袁堂军:建设上海国际金融中心的目标定位与东京现在的第三阶段的目标是类似的,即强调国际化。中国未来中长期的经济发展模式,仍然应该是以实体经济为主,因此在建设金融中心的过程中,相当部分可以参考东京第一阶段,即应该积极考虑如何更好地服务于中国制造业的发展。与20世纪80年代不同,基于价值链的国际分工模式为上海国际金融中心的发展提供了比东京第一阶段更多的国际化机会和空间,如贸易金融,物流金融等。尤其是中国的经济规模和人口规模,以及地区之间发展水平的差异,因此产业金融的发展空间比日本要大得多。另一方面,日本金融转型不及时的前车之鉴,也提醒我们避免过多地偏重于境内金融机构的优势,避免政治因素过多介入而干扰市场机制的形成。考虑到社会体制的不同,还要想办法照顾到其他国家和地区在法律,会计制度以及语言方面的需求,为金融产业本身的国际化提供制度性的基础。同时,对于国际金融中心的建设,能否提供适合于高端人才的生活环境也至关重要。在国际化大都市的建设方面,东京也为我们提供了值得借鉴的地方。

潘英丽:中国债券市场与日本债市有同病相怜的地方。中国的债券市场发展滞后,大部分债券交易集中于银行间债券市场,银行持有,本身银行发放信贷就集中了较高的风险,企业或者政府发债的目的是将经营风险分散至社会,但如果通过银行间市场交易,那么风险又留在了银行系统内,且银行持有债券没有交易需要,造成了债券市场流动性低,不利于其他投资者参与。

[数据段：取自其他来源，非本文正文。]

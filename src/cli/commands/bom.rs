//! `plm bom` command - Bill of materials lines

use clap::Subcommand;
use console::style;
use miette::Result;

use crate::cli::helpers::{parse_record_id, truncate_str, Money};
use crate::cli::table::{emit, Table};
use crate::cli::{GlobalOpts, OutputFormat, Session};
use crate::core::identity::EntityPrefix;
use crate::core::numeric::Amount;
use crate::costing::material_cost;
use crate::entities::BomLine;

#[derive(Subcommand, Debug)]
pub enum BomCommands {
    /// List BOM lines with their cost contribution
    List,

    /// Add a BOM line
    Add(AddArgs),

    /// Edit fields of an existing BOM line
    Set(SetArgs),
}

#[derive(clap::Args, Debug)]
pub struct AddArgs {
    /// Line type (Fabric, Trim, Thread, Label...)
    #[arg(long = "type", short = 't')]
    pub kind: String,

    /// Description
    pub description: String,

    #[arg(long)]
    pub supplier: Option<String>,

    /// Unit of measure (m, pcs, cone...)
    #[arg(long, default_value = "m")]
    pub uom: String,

    /// Consumption per garment
    #[arg(long, default_value = "0", allow_negative_numbers = true)]
    pub consumption: Amount,

    /// Waste in percentage points (5 = 5%)
    #[arg(long, default_value = "0", allow_negative_numbers = true)]
    pub waste: Amount,

    /// Price per unit of measure
    #[arg(long, default_value = "0", allow_negative_numbers = true)]
    pub price: Amount,

    #[arg(long, default_value = "USD")]
    pub currency: String,

    /// Indent level in the BOM tree
    #[arg(long, default_value_t = 1)]
    pub level: u32,

    #[arg(long)]
    pub effectivity: Option<String>,
}

#[derive(clap::Args, Debug)]
pub struct SetArgs {
    /// BOM line id (BOM-1, or just 1)
    pub id: String,

    #[arg(long = "type", short = 't')]
    pub kind: Option<String>,

    #[arg(long)]
    pub description: Option<String>,

    #[arg(long)]
    pub supplier: Option<String>,

    #[arg(long)]
    pub uom: Option<String>,

    #[arg(long, allow_negative_numbers = true)]
    pub consumption: Option<Amount>,

    #[arg(long, allow_negative_numbers = true)]
    pub waste: Option<Amount>,

    #[arg(long, allow_negative_numbers = true)]
    pub price: Option<Amount>,

    #[arg(long)]
    pub currency: Option<String>,

    #[arg(long)]
    pub level: Option<u32>,

    #[arg(long)]
    pub effectivity: Option<String>,
}

pub fn run(cmd: BomCommands, global: &GlobalOpts) -> Result<()> {
    let session = Session::open(global)?;
    match cmd {
        BomCommands::List => run_list(&session),
        BomCommands::Add(args) => run_add(&session, args),
        BomCommands::Set(args) => run_set(&session, args),
    }
}

fn run_list(session: &Session) -> Result<()> {
    let loaded = session.load()?;
    let bom = &loaded.dossier.bom;
    let money = session.money();

    emit(session.format(), bom, &bom_table(bom, &money))?;

    if session.format() == OutputFormat::Auto && !session.global.quiet {
        println!(
            "{} line(s), material {}",
            bom.len(),
            style(money.format(material_cost(bom))).bold()
        );
    }
    Ok(())
}

fn bom_table(bom: &[BomLine], money: &Money) -> Table {
    let mut table = Table::new([
        "ID", "Lvl", "Type", "Description", "Supplier", "UoM", "Cons.", "Waste %", "Price", "Cur",
        "Cost",
    ]);
    for line in bom {
        table.push_row([
            line.id.to_string(),
            line.level.to_string(),
            line.kind.clone(),
            truncate_str(&line.description, 32),
            truncate_str(&line.supplier, 20),
            line.unit_of_measure.clone(),
            line.consumption.to_string(),
            line.waste_percent.to_string(),
            money.plain(line.unit_price.get()),
            line.currency.clone(),
            money.plain(line.cost()),
        ]);
    }
    table
}

fn run_add(session: &Session, args: AddArgs) -> Result<()> {
    let mut dossier = session.load_for_edit()?;

    let mut line = BomLine::new(args.kind, args.description).with_costing(
        args.consumption,
        args.waste,
        args.price,
    );
    line.unit_of_measure = args.uom;
    line.currency = args.currency;
    line.level = args.level;
    if let Some(supplier) = args.supplier {
        line.supplier = supplier;
    }
    if let Some(effectivity) = args.effectivity {
        line.effectivity = effectivity;
    }
    let cost = line.cost();

    let id = dossier
        .add_bom_line(line)
        .map_err(|e| miette::miette!("{}", e))?;
    session.save(&dossier)?;

    if session.global.quiet {
        println!("{}", id);
    } else {
        let money = session.money();
        println!(
            "{} Added {} ({} per garment), FOB now {}",
            style("✓").green(),
            style(&id).cyan(),
            money.format(cost),
            style(money.format(dossier.costing().fob)).bold()
        );
    }
    Ok(())
}

fn run_set(session: &Session, args: SetArgs) -> Result<()> {
    let id = parse_record_id(EntityPrefix::Bom, &args.id)?;
    let mut dossier = session.load_for_edit()?;

    let line = dossier
        .bom_line_mut(&id)
        .map_err(|e| miette::miette!("{}", e))?;
    if let Some(kind) = args.kind {
        line.kind = kind;
    }
    if let Some(description) = args.description {
        line.description = description;
    }
    if let Some(supplier) = args.supplier {
        line.supplier = supplier;
    }
    if let Some(uom) = args.uom {
        line.unit_of_measure = uom;
    }
    if let Some(consumption) = args.consumption {
        line.consumption = consumption;
    }
    if let Some(waste) = args.waste {
        line.waste_percent = waste;
    }
    if let Some(price) = args.price {
        line.unit_price = price;
    }
    if let Some(currency) = args.currency {
        line.currency = currency;
    }
    if let Some(level) = args.level {
        line.level = level;
    }
    if let Some(effectivity) = args.effectivity {
        line.effectivity = effectivity;
    }

    session.save(&dossier)?;
    session.note(format!(
        "{} Updated {}, FOB now {}",
        style("✓").green(),
        style(&id).cyan(),
        style(session.money().format(dossier.costing().fob)).bold()
    ));
    Ok(())
}
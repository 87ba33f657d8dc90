//! Packaging cost

use crate::entities::packaging::PackagingLine;

/// Sum of flat per-garment packaging amounts
pub fn packaging_cost(lines: &[PackagingLine]) -> f64 {
    lines
        .iter()
        .fold(0.0, |sum, line| sum + line.per_unit_amount.get())
}

#[cfg(test)]
mod tests {
    use super::*;

    #[test]
    fn test_empty_packaging_costs_nothing() {
        assert_eq!(packaging_cost(&[]), 0.0);
    }

    #[test]
    fn test_polybag_and_carton() {
        let lines = [
            PackagingLine::new("Polybag", 0.05),
            PackagingLine::new("Carton alloc", 0.12),
        ];
        assert!((packaging_cost(&lines) - 0.17).abs() < 1e-9);
    }

    #[test]
    fn test_missing_amount_is_zero() {
        let line: PackagingLine = serde_yml::from_str("id: PK-3\nitem: Hangtag\n").unwrap();
        assert_eq!(packaging_cost(&[line, PackagingLine::new("Sticker", 0.01)]), 0.01);
    }
}
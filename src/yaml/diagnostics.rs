//! YAML error diagnostics pointing at the offending line of a style file

use miette::{Diagnostic, NamedSource, SourceSpan};
use thiserror::Error;

/// YAML error with source location
#[derive(Debug, Error, Diagnostic)]
#[error("{message}")]
#[diagnostic(code(plm::yaml::syntax))]
pub struct YamlSyntaxError {
    #[source_code]
    src: NamedSource<String>,

    #[label("here")]
    span: SourceSpan,

    #[help]
    help: Option<String>,

    message: String,
}

impl YamlSyntaxError {
    pub fn from_serde_error(err: &serde_yml::Error, source: &str, filename: &str) -> Self {
        let (line, column) = err
            .location()
            .map(|loc| (loc.line(), loc.column()))
            .unwrap_or((1, 1));

        let offset = line_col_to_offset(source, line, column);
        let message = err.to_string();
        let help = generate_help(&message);

        Self {
            src: NamedSource::new(filename, source.to_string()),
            span: SourceSpan::from(offset..offset.saturating_add(1)),
            help,
            message,
        }
    }

    pub fn message(&self) -> &str {
        &self.message
    }
}

#[derive(Debug, Error, Diagnostic)]
pub enum YamlError {
    #[error(transparent)]
    #[diagnostic(transparent)]
    Syntax(#[from] YamlSyntaxError),

    #[error("IO error: {0}")]
    Io(#[from] std::io::Error),

    #[error("failed to serialize YAML: {0}")]
    Serialize(String),
}

/// Convert a 1-based line/column to a byte offset, clamped to the source
fn line_col_to_offset(source: &str, line: usize, column: usize) -> usize {
    let line_start = source
        .split_inclusive('\n')
        .take(line.saturating_sub(1))
        .map(str::len)
        .sum::<usize>();

    if line_start >= source.len() {
        return source.len().saturating_sub(1);
    }

    let rest = &source[line_start..];
    let line_len = rest.find('\n').unwrap_or(rest.len());
    let col_offset = rest
        .char_indices()
        .nth(column.saturating_sub(1))
        .map(|(i, _)| i)
        .unwrap_or(line_len)
        .min(line_len);

    line_start + col_offset
}

/// Suggest a fix for the errors people make editing style files by hand
fn generate_help(message: &str) -> Option<String> {
    let msg = message.to_lowercase();

    if msg.contains("tab") {
        return Some("YAML indentation must use spaces, not tabs.".to_string());
    }

    if msg.contains("duplicate") {
        return Some("Each key may appear once per record; remove the duplicate.".to_string());
    }

    if msg.contains("missing field `id`") {
        return Some(
            "Every BOM line, operation and packaging line needs an id such as BOM-1, OP-1 or PK-1."
                .to_string(),
        );
    }

    if msg.contains("record prefix") || msg.contains("record id") {
        return Some("Ids look like PREFIX-KEY, e.g. BOM-1, OP-4, STYLE-SS25-TEE-001.".to_string());
    }

    if msg.contains("unknown variant") && msg.contains("stage") {
        return Some("Valid stages: Idea, Definition, Proto, Quote, Validation, RTM, Live.".to_string());
    }

    if msg.contains("mapping values are not allowed") {
        return Some("Check for a missing space after ':' or inconsistent indentation.".to_string());
    }

    None
}
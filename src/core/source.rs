//! Style data sources
//!
//! A [`StyleSource`] hands out a [`StyleDossier`] for a style id. The
//! workspace reads YAML files through [`FileSource`]; [`MockSource`] serves
//! the built-in sample style. [`load_with_fallback`] never fails: any source
//! error is logged and the sample style is returned instead.

use miette::Diagnostic;
use std::path::PathBuf;
use thiserror::Error;

use crate::core::identity::EntityId;
use crate::core::project::Project;
use crate::entities::defaults::sample_dossier;
use crate::entities::StyleDossier;
use crate::yaml::{parse_yaml_file, YamlError, YamlSyntaxError};

/// Something that can supply a style dossier by id
pub trait StyleSource {
    /// Short name used in log output
    fn name(&self) -> &str;

    fn fetch(&self, id: &EntityId) -> Result<StyleDossier, SourceError>;
}

/// Errors raised while fetching a style
#[derive(Debug, Error, Diagnostic)]
pub enum SourceError {
    #[error("style {0} not found")]
    #[diagnostic(
        code(plm::source::not_found),
        help("create it with 'plm style new' or pass --style")
    )]
    NotFound(EntityId),

    #[error("failed to read {path:?}: {message}")]
    Io { path: PathBuf, message: String },

    #[error(transparent)]
    #[diagnostic(transparent)]
    Parse(#[from] YamlSyntaxError),

    #[error("{path:?} holds style {found}, expected {expected}")]
    Mismatch {
        path: PathBuf,
        expected: EntityId,
        found: EntityId,
    },
}

/// Serves the built-in sample style under its own id
#[derive(Debug, Default, Clone, Copy)]
pub struct MockSource;

impl StyleSource for MockSource {
    fn name(&self) -> &str {
        "sample"
    }

    fn fetch(&self, id: &EntityId) -> Result<StyleDossier, SourceError> {
        let dossier = sample_dossier();
        if dossier.id() != id {
            return Err(SourceError::NotFound(id.clone()));
        }
        Ok(dossier)
    }
}

/// Reads `styles/<ID>.plm.yaml` from a workspace
#[derive(Debug, Clone)]
pub struct FileSource {
    project: Project,
}

impl FileSource {
    pub fn new(project: Project) -> Self {
        Self { project }
    }

    pub fn project(&self) -> &Project {
        &self.project
    }
}

impl StyleSource for FileSource {
    fn name(&self) -> &str {
        "workspace"
    }

    fn fetch(&self, id: &EntityId) -> Result<StyleDossier, SourceError> {
        let path = self.project.style_path(id);
        if !path.exists() {
            return Err(SourceError::NotFound(id.clone()));
        }

        let dossier: StyleDossier = parse_yaml_file(&path).map_err(|e| match e {
            YamlError::Syntax(syntax) => SourceError::Parse(syntax),
            other => SourceError::Io {
                path: path.clone(),
                message: other.to_string(),
            },
        })?;

        if dossier.id() != id {
            return Err(SourceError::Mismatch {
                path,
                expected: id.clone(),
                found: dossier.id().clone(),
            });
        }

        tracing::debug!(style = %id, source = self.name(), "loaded style");
        Ok(dossier)
    }
}

/// Where a dossier handed out by [`load_with_fallback`] came from
#[derive(Debug, Clone, PartialEq)]
pub enum Origin {
    /// Fetched from the named source
    Source(String),
    /// The source failed; the sample style was used
    Fallback { reason: String },
}

impl Origin {
    pub fn is_fallback(&self) -> bool {
        matches!(self, Origin::Fallback { .. })
    }
}

/// Fetch a style, falling back to the sample style on any error
pub fn load_with_fallback(source: &dyn StyleSource, id: &EntityId) -> (StyleDossier, Origin) {
    match source.fetch(id) {
        Ok(dossier) => (dossier, Origin::Source(source.name().to_string())),
        Err(e) => {
            tracing::warn!(style = %id, source = source.name(), error = %e, "using sample data");
            (
                sample_dossier(),
                Origin::Fallback {
                    reason: e.to_string(),
                },
            )
        }
    }
}

#[cfg(test)]
mod tests {
    use super::*;
    use crate::entities::defaults::SAMPLE_STYLE_ID;
    use crate::entities::Style;
    use crate::yaml::write_yaml_file;
    use tempfile::tempdir;

    fn workspace() -> (tempfile::TempDir, Project) {
        let tmp = tempdir().unwrap();
        let project = Project::init(tmp.path()).unwrap();
        (tmp, project)
    }

    #[test]
    fn test_mock_source_serves_sample() {
        let id = EntityId::parse(SAMPLE_STYLE_ID).unwrap();
        let dossier = MockSource.fetch(&id).unwrap();
        assert_eq!(dossier.id(), &id);
    }

    #[test]
    fn test_mock_source_rejects_other_ids() {
        let id = EntityId::parse("STYLE-OTHER").unwrap();
        let err = MockSource.fetch(&id).unwrap_err();
        assert!(matches!(err, SourceError::NotFound(_)));
    }

    #[test]
    fn test_unknown_style_without_workspace_is_fallback() {
        let id = EntityId::parse("STYLE-OTHER").unwrap();
        let (dossier, origin) = load_with_fallback(&MockSource, &id);
        assert!(origin.is_fallback());
        assert_eq!(dossier.id().to_string(), SAMPLE_STYLE_ID);
    }

    #[test]
    fn test_file_source_reads_saved_style() {
        let (_tmp, project) = workspace();
        let id = EntityId::parse("STYLE-FW25-HOODIE").unwrap();
        let dossier = StyleDossier::new(Style::new(id.clone(), "FW25 Hoodie"));
        write_yaml_file(&project.style_path(&id), &dossier).unwrap();

        let loaded = FileSource::new(project).fetch(&id).unwrap();
        assert_eq!(loaded.style.title, "FW25 Hoodie");
    }

    #[test]
    fn test_file_source_missing_style() {
        let (_tmp, project) = workspace();
        let id = EntityId::parse("STYLE-NOPE").unwrap();
        let err = FileSource::new(project).fetch(&id).unwrap_err();
        assert!(matches!(err, SourceError::NotFound(_)));
    }

    #[test]
    fn test_file_source_id_mismatch() {
        let (_tmp, project) = workspace();
        let stored = EntityId::parse("STYLE-A").unwrap();
        let asked = EntityId::parse("STYLE-B").unwrap();
        let dossier = StyleDossier::new(Style::new(stored, "A"));
        write_yaml_file(&project.style_path(&asked), &dossier).unwrap();

        let err = FileSource::new(project).fetch(&asked).unwrap_err();
        assert!(matches!(err, SourceError::Mismatch { .. }));
    }

    #[test]
    fn test_broken_file_falls_back_to_sample() {
        crate::logging::init_test();
        let (_tmp, project) = workspace();
        let id = EntityId::parse("STYLE-BROKEN").unwrap();
        std::fs::write(project.style_path(&id), "style: [unclosed\n").unwrap();

        let (dossier, origin) = load_with_fallback(&FileSource::new(project), &id);
        assert!(origin.is_fallback());
        assert_eq!(dossier.id().to_string(), SAMPLE_STYLE_ID);
    }

    #[test]
    fn test_success_reports_source_name() {
        let id = EntityId::parse(SAMPLE_STYLE_ID).unwrap();
        let (_, origin) = load_with_fallback(&MockSource, &id);
        assert_eq!(origin, Origin::Source("sample".to_string()));
    }
}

上海国际金融中心建设,要先建好债券市场,将国债、央企发行的准国债都集中于一个市场,允许国外投资者特别是央行参与进来,使上海成为以人民币计价的,以政府、央企信用为背景的,各国央行参与的亚洲地区国债市场。这样也有助于防范人民币国际化过程中可能会引起的资产泡沫问题。流通至其他国家的人民币要尽量留在那里,如果需要回流,可以通过他国央行回笼,再到中国的债券市场投资国债等信用级别较高的债券,而债市的发展也可以为国内教育、医疗等公共产品供给提供更好的融资途径。

东京金融中心发展经验教训中值得我们警惕的还有对泡沫的处理。目前,境内房地产市场泡沫已经形成,温和地挤出泡沫是非常困难且极具挑战的,极大地考验管理层的智慧。